Wednesday, November 13, 2019

Synagogue Reading: The Sabbath, #2

Synagogue Reading:  The Sabbath, by Abraham Joshual Heschel
All this Jewish year, Rabbi Benson will read and discuss with congregants The Sabbath by A. J. Heschel following minchah services every Saturday.  For those unable to make it then, the rabbi's weekly article will be a brief summary of the pages we covered.  To order the book for yourself, buy it in our gift shop, or else click this link - PURCHASE THE SABBATH

Prologue, Pages 5-6:  "We must not forget that it is not a thing that lends significance to a moment; it is a moment that lends significance to things."  In these pages, Heschel continues to lay out the two worlds in which humans operate, space and time. 

Neither space nor time is "bad" in Heschel's thinking.  But when we think of reality as only be the world of space, then "reality to us is thinghood" and "the result of our thinginess is our blindness to all reality that fails to identify itself as a thing."  Stop and think about whether or not this is true in the way you live. 

Those things that are often most important to us are not "things" in the sense we can touch or see or smell them.  It is true about love, about happiness or contentment, or even something like family.  Yet our lives are often built around the tangible things of the world, even other people, who we all to often interact with as "things" and nothing more.  When we do this, Heschel is saying, we are missing out on an important dimension to our relationships and an important dimension to reality itself. 

We are ready, at the bottom of page seven where left off, to begin a new topic in the book, the way the Bible thinks of time and space.  Join us this Saturday following kiddush (about 12:30pm) for minchah and our study session.

Rabbi Benson

Wednesday, November 6, 2019

Lech Lecha, The Covenant and the Crazies

Parshat Lech Lecha, The Covenant and the Crazies:  
“All the crazies are obsessed with the Jews and all the Jews are obsessed with the crazies obsessed with the Jews.”

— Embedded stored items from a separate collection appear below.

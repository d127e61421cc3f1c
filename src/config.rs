//! Configuración a partir de variables de entorno (acepta un `.env` local).

use std::env;

pub const DEFAULT_BIND: &str = "127.0.0.1:8080";

#[derive(Debug, Clone)]
pub struct Settings {
    /// Ruta o nombre del origen (`.xlsx` o volcado JSON de la API de Sheets).
    pub source: Option<String>,
    pub data_dir: Option<String>,
    pub bind: String,
    pub cache_enabled: bool,
}

impl Default for Settings {
    fn default() -> Self {
        Settings {
            source: None,
            data_dir: None,
            bind: DEFAULT_BIND.to_string(),
            cache_enabled: true,
        }
    }
}

impl Settings {
    pub fn from_env() -> Self {
        // .env es opcional
        let _ = dotenv::dotenv();
        Self::from_lookup(|key| env::var(key).ok())
    }

    /// Versión parametrizable para pruebas: `lookup` sustituye a `env::var`.
    pub fn from_lookup<F>(lookup: F) -> Self
    where
        F: Fn(&str) -> Option<String>,
    {
        let non_empty = |key: &str| lookup(key).map(|v| v.trim().to_string()).filter(|v| !v.is_empty());

        let cache_enabled = match non_empty("TIMETABLE_CACHE") {
            Some(v) => !matches!(v.to_lowercase().as_str(), "0" | "false" | "off" | "no"),
            None => true,
        };

        Settings {
            source: non_empty("TIMETABLE_SOURCE"),
            data_dir: non_empty("TIMETABLE_DATA_DIR"),
            bind: non_empty("TIMETABLE_BIND").unwrap_or_else(|| DEFAULT_BIND.to_string()),
            cache_enabled,
        }
    }
}

#[cfg(test)]
mod tests {
    use super::*;
    use std::collections::HashMap;

    #[test]
    fn defaults_when_nothing_is_set() {
        let s = Settings::from_lookup(|_| None);
        assert!(s.source.is_none());
        assert_eq!(s.bind, DEFAULT_BIND);
        assert!(s.cache_enabled);
    }

    #[test]
    fn reads_values_and_disables_cache() {
        let vars: HashMap<&str, &str> = [
            ("TIMETABLE_SOURCE", "timetable.json"),
            ("TIMETABLE_BIND", "0.0.0.0:9000"),
            ("TIMETABLE_CACHE", "false"),
            ("TIMETABLE_DATA_DIR", "  "),
        ]
        .into_iter()
        .collect();
        let s = Settings::from_lookup(|k| vars.get(k).map(|v| v.to_string()));
        assert_eq!(s.source.as_deref(), Some("timetable.json"));
        assert_eq!(s.bind, "0.0.0.0:9000");
        assert!(!s.cache_enabled);
        assert!(s.data_dir.is_none());
    }
}
use actix_web::{web, HttpResponse, Responder};
use serde_json::json;

use crate::algorithm::{extract_departments_and_batches, get_timetable, NO_BATCHES_MESSAGE};
use crate::api_json::{parse_timetable_query, ReportResponse, TimetableQuery};
use crate::server::{source_error_response, AppState};

/// GET /batches
/// Lotes y departamentos vistos en la cabecera de las hojas de lunes a viernes.
pub async fn batches_handler(state: web::Data<AppState>) -> impl Responder {
    let book = match state.spreadsheet() {
        Ok(b) => b,
        Err(e) => return source_error_response(&e),
    };
    let (departments, batches) = extract_departments_and_batches(&book);
    if batches.is_empty() {
        return HttpResponse::Ok().json(json!({
            "status": "not_found",
            "text": NO_BATCHES_MESSAGE,
            "batches": [],
            "departments": []
        }));
    }
    HttpResponse::Ok().json(json!({
        "status": "ok",
        "batches": batches,
        "departments": departments
    }))
}

fn run_batch_query(state: &AppState, query: &TimetableQuery) -> HttpResponse {
    if query.batch.trim().is_empty() {
        return HttpResponse::BadRequest().json(json!({"error": "batch is required"}));
    }
    let book = match state.spreadsheet() {
        Ok(b) => b,
        Err(e) => return source_error_response(&e),
    };
    let report = get_timetable(&book, &query.batch, &query.section);
    HttpResponse::Ok().json(ReportResponse::from(&report))
}

/// GET /timetable?batch=BS%20CS%20(2024)&section=A
pub async fn timetable_get_handler(state: web::Data<AppState>, query: web::Query<TimetableQuery>) -> impl Responder {
    run_batch_query(&state, &query)
}

/// POST /timetable con body `{"batch": "...", "section": "A"}`
pub async fn timetable_post_handler(state: web::Data<AppState>, body: String) -> impl Responder {
    let query = match parse_timetable_query(&body) {
        Ok(q) => q,
        Err(e) => return HttpResponse::BadRequest().json(json!({"error": format!("invalid JSON body: {}", e)})),
    };
    run_batch_query(&state, &query)
}
// Horario personalizado a partir de cursos elegidos uno a uno.
//
// Una celda corresponde a un curso elegido sólo si pasa todas las reglas de
// `course_matches_cell`, en orden. El color resuelve el lote cuando puede; si
// no, el texto de la celda tiene que nombrar el departamento.

use log::debug;
use regex::Regex;
use std::collections::HashSet;
use std::sync::OnceLock;

use crate::algorithm::color_key::extract_batch_colors;
use crate::algorithm::entry::{
    department_from_batch, department_token_re, parse_embedded_time, regex, year_token, SectionFilter,
};
use crate::algorithm::layout::SheetLayout;
use crate::algorithm::render::{ReportColumns, TimetableReport};
use crate::algorithm::slots::parse_start_time;
use crate::models::{CourseRecord, SessionType, Spreadsheet, TimetableEntry};

static GROUP: OnceLock<Regex> = OnceLock::new();

/// "(CS-A, G-1)" o "(CS, G-1)": departamento, sección opcional y número de grupo.
fn group_re() -> &'static Regex {
    regex(&GROUP, r"\(\s*([A-Z]{2,4})(?:\s*-\s*([A-Z]))?\s*,\s*G\s*-\s*(\d+)\s*\)")
}

const NOISE_WORDS: [&str; 3] = ["lab", "practical", "pract"];

#[derive(Debug, Clone, PartialEq, Eq)]
struct GroupTag {
    department: String,
    section: String,
    number: String,
}

fn group_tag(text: &str) -> Option<(GroupTag, usize)> {
    let caps = group_re().captures(text)?;
    let whole = caps.get(0)?;
    Some((
        GroupTag {
            department: caps[1].to_string(),
            section: caps.get(2).map(|m| m.as_str().to_string()).unwrap_or_default(),
            number: caps[3].to_string(),
        },
        whole.start(),
    ))
}

fn collapse_lower(text: &str) -> String {
    text.split_whitespace().collect::<Vec<_>>().join(" ").to_lowercase()
}

/// Nombre base de la selección: lo anterior al paréntesis de grupo si lo tiene.
fn selection_base_name(name: &str) -> String {
    let base = match group_tag(name) {
        Some((_, start)) => &name[..start],
        None => name,
    };
    collapse_lower(base)
}

/// Nombre normalizado para deduplicar: minúsculas, sin puntuación y sin las
/// palabras "lab", "practical" y "pract".
pub fn normalize_course_name(name: &str) -> String {
    let lowered: String = name
        .to_lowercase()
        .chars()
        .map(|c| if c.is_alphanumeric() { c } else { ' ' })
        .collect();
    lowered
        .split_whitespace()
        .filter(|w| !NOISE_WORDS.contains(w))
        .collect::<Vec<_>>()
        .join(" ")
}

/// Patrón estricto "(DEPT-SEC, G-N)" para la selección agrupada.
fn strict_group_re(department: &str, section: &str, number: &str) -> Option<Regex> {
    let pattern = if section.is_empty() {
        format!(r"\(\s*{}\s*,\s*G\s*-\s*{}\s*\)", regex::escape(department), regex::escape(number))
    } else {
        format!(
            r"\(\s*{}\s*-\s*{}\s*,\s*G\s*-\s*{}\s*\)",
            regex::escape(department),
            regex::escape(section),
            regex::escape(number)
        )
    };
    Regex::new(&pattern).ok()
}

/// Decide si el texto de una celda (con el lote resuelto por su color, si lo
/// hay) corresponde al curso elegido.
pub fn course_matches_cell(text: &str, cell_batch: Option<&str>, selected: &CourseRecord) -> bool {
    let filter = section_filter_for(selected);
    match_cell(text, cell_batch, selected, &filter).is_some()
}

fn section_filter_for(selected: &CourseRecord) -> SectionFilter {
    let department = selected.department.trim();
    SectionFilter::new(&selected.section, Some(department).filter(|d| !d.is_empty()))
}

/// Reglas de `course_matches_cell`; devuelve el nombre limpio de la celda.
fn match_cell(text: &str, cell_batch: Option<&str>, selected: &CourseRecord, filter: &SectionFilter) -> Option<String> {
    let (without_time, _) = parse_embedded_time(text);
    let department = selected.department.trim();

    // sección, y con ella el texto sin el patrón que la marca
    let cleaned = filter.strip(&without_time)?;

    // nombre, sobre el texto limpio
    let base = selection_base_name(&selected.name);
    if base.is_empty() || !collapse_lower(&cleaned).contains(&base) {
        return None;
    }

    // una clase elegida no arrastra su laboratorio
    if !selected.name.to_lowercase().contains("lab") && text.to_lowercase().contains("lab") {
        return None;
    }

    // grupos "G-n": departamento, sección y número exactos
    let cell_group = group_tag(&without_time);
    let selected_group = group_tag(&selected.name);
    if cell_group.is_some() || selected_group.is_some() {
        let (tag, _) = selected_group?;
        let group_dept = if department.is_empty() { tag.department.as_str() } else { department };
        match strict_group_re(group_dept, filter.section(), &tag.number) {
            Some(re) if re.is_match(&without_time) => {}
            _ => return None,
        }
    }

    // "(XX-Y" en la celda debe ser del departamento elegido
    if !department.is_empty() {
        if let Some(caps) = department_token_re().captures(&without_time) {
            if &caps[1] != department {
                return None;
            }
        }
    }

    // lote por color, con los respaldos en este orden
    let named_in_text = !department.is_empty() && text.contains(department);
    let batch_ok = match cell_batch {
        Some(batch) if batch == selected.batch => true,
        Some(batch) => {
            let same_year = match (year_token(batch), year_token(&selected.batch)) {
                (Some(a), Some(b)) => a == b,
                _ => false,
            };
            if !same_year {
                return None;
            }
            let color_dept = department_from_batch(batch);
            if color_dept.is_empty() {
                named_in_text
            } else {
                color_dept == department
            }
        }
        None => named_in_text,
    };
    if batch_ok { Some(cleaned) } else { None }
}

type DedupKey = (chrono::Weekday, String, String, SessionType, String, String, String);

/// Horario de los cursos elegidos. Entradas repetidas (misma franja, sala,
/// tipo, sección, lote y nombre normalizado) se reducen a la primera.
pub fn get_custom_timetable(book: &Spreadsheet, selected: &[CourseRecord]) -> TimetableReport {
    if selected.is_empty() {
        return TimetableReport::NoCoursesSelected;
    }
    let colors = extract_batch_colors(book);
    if colors.is_empty() {
        return TimetableReport::NoClasses;
    }

    let filters: Vec<SectionFilter> = selected.iter().map(section_filter_for).collect();
    let mut entries: Vec<TimetableEntry> = Vec::new();
    let mut seen: HashSet<DedupKey> = HashSet::new();

    for (day, sheet) in book.weekday_sheets() {
        let layout = SheetLayout::locate(sheet);
        for r in layout.data_rows(sheet) {
            let kind = layout.row_kind(r);
            for (col, cell) in sheet.rows[r].iter().enumerate() {
                let text = cell.text.trim();
                if text.is_empty() {
                    continue;
                }
                let cell_batch = cell.fingerprint().and_then(|fp| colors.get(&fp));

                for (course, filter) in selected.iter().zip(filters.iter()) {
                    let cleaned = match match_cell(text, cell_batch, course, filter) {
                        Some(cleaned) => cleaned,
                        None => continue,
                    };

                    let (_, embedded) = parse_embedded_time(text);
                    let name = if cleaned.is_empty() { course.name.clone() } else { cleaned };
                    let time_slot = embedded
                        .or_else(|| layout.header_time(sheet, col, kind))
                        .unwrap_or_else(|| "Unknown".to_string());
                    let room = layout.room_for_row(sheet, r);

                    let key: DedupKey = (
                        day,
                        time_slot.clone(),
                        room.clone(),
                        kind,
                        filter.section().to_string(),
                        course.batch.clone(),
                        normalize_course_name(&name),
                    );
                    if !seen.insert(key) {
                        continue;
                    }

                    entries.push(TimetableEntry {
                        day,
                        start: parse_start_time(&time_slot),
                        time_slot,
                        room,
                        kind,
                        course: name,
                        column_rank: layout.column_rank(col),
                        section: filter.section().to_string(),
                        batch: course.batch.clone(),
                    });
                }
            }
        }
    }

    debug!("custom timetable: {} courses selected, {} entries", selected.len(), entries.len());
    TimetableReport::schedule(ReportColumns::Custom, entries)
}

That was probably the best comment on an article I read noting the latent and not so latent antisemitism on the part of many Americans. 

It is a challenging comment to encounter as we read about the birth of the Jewish People in this week’s parshah and God’s commands to Abraham (Abram) to “go forth” and become the Jewish people, to become or-lagoyim, a “light to the nations” to become, “a blessing to all peoples.”

What do we do when people are obsessed with us in wrong and dangerous and violent ways?  My answer is simple.  We continue to do what Jews have been asked to do since the very beginning of our history, as we read about this week.  To live within the covenant, the Torah, that God has given us, as he said to Abraham:
And I will establish my covenant between me and thee and thy seed after thee in their generations for an everlasting covenant, to be a God unto thee, and to thy seed after thee.”
וַהֲקִמֹתִי אֶת-בְּרִיתִי בֵּינִי וּבֵינֶךָ, וּבֵין זַרְעֲךָ אַחֲרֶיךָ לְדֹרֹתָם--לִבְרִית עוֹלָם:  לִהְיוֹת לְךָ לֵאלֹהִים, וּלְזַרְעֲךָ אַחֲרֶיךָ.
God doesn’t promise us that things will go well all the time – sure God says God will curse those who curse us, but God doesn’t promise there won’t be any cursing.

And God does promise us the Land of Israel, but from the start God admits that there will be times when the Jews do not possess it, and in fact there will be times when we are slaves.

Knowing this will be true, we need to remain faithful to the covenant, to the Jewish people, to our own conscience, which guides us to be good people – NOT because it will make the “bad people” go away – but precisely because there will always be the bad people.


Remember this, as God promises to remember the covenant with us, we’ll be ready for whatever the statistics and life, brings our way.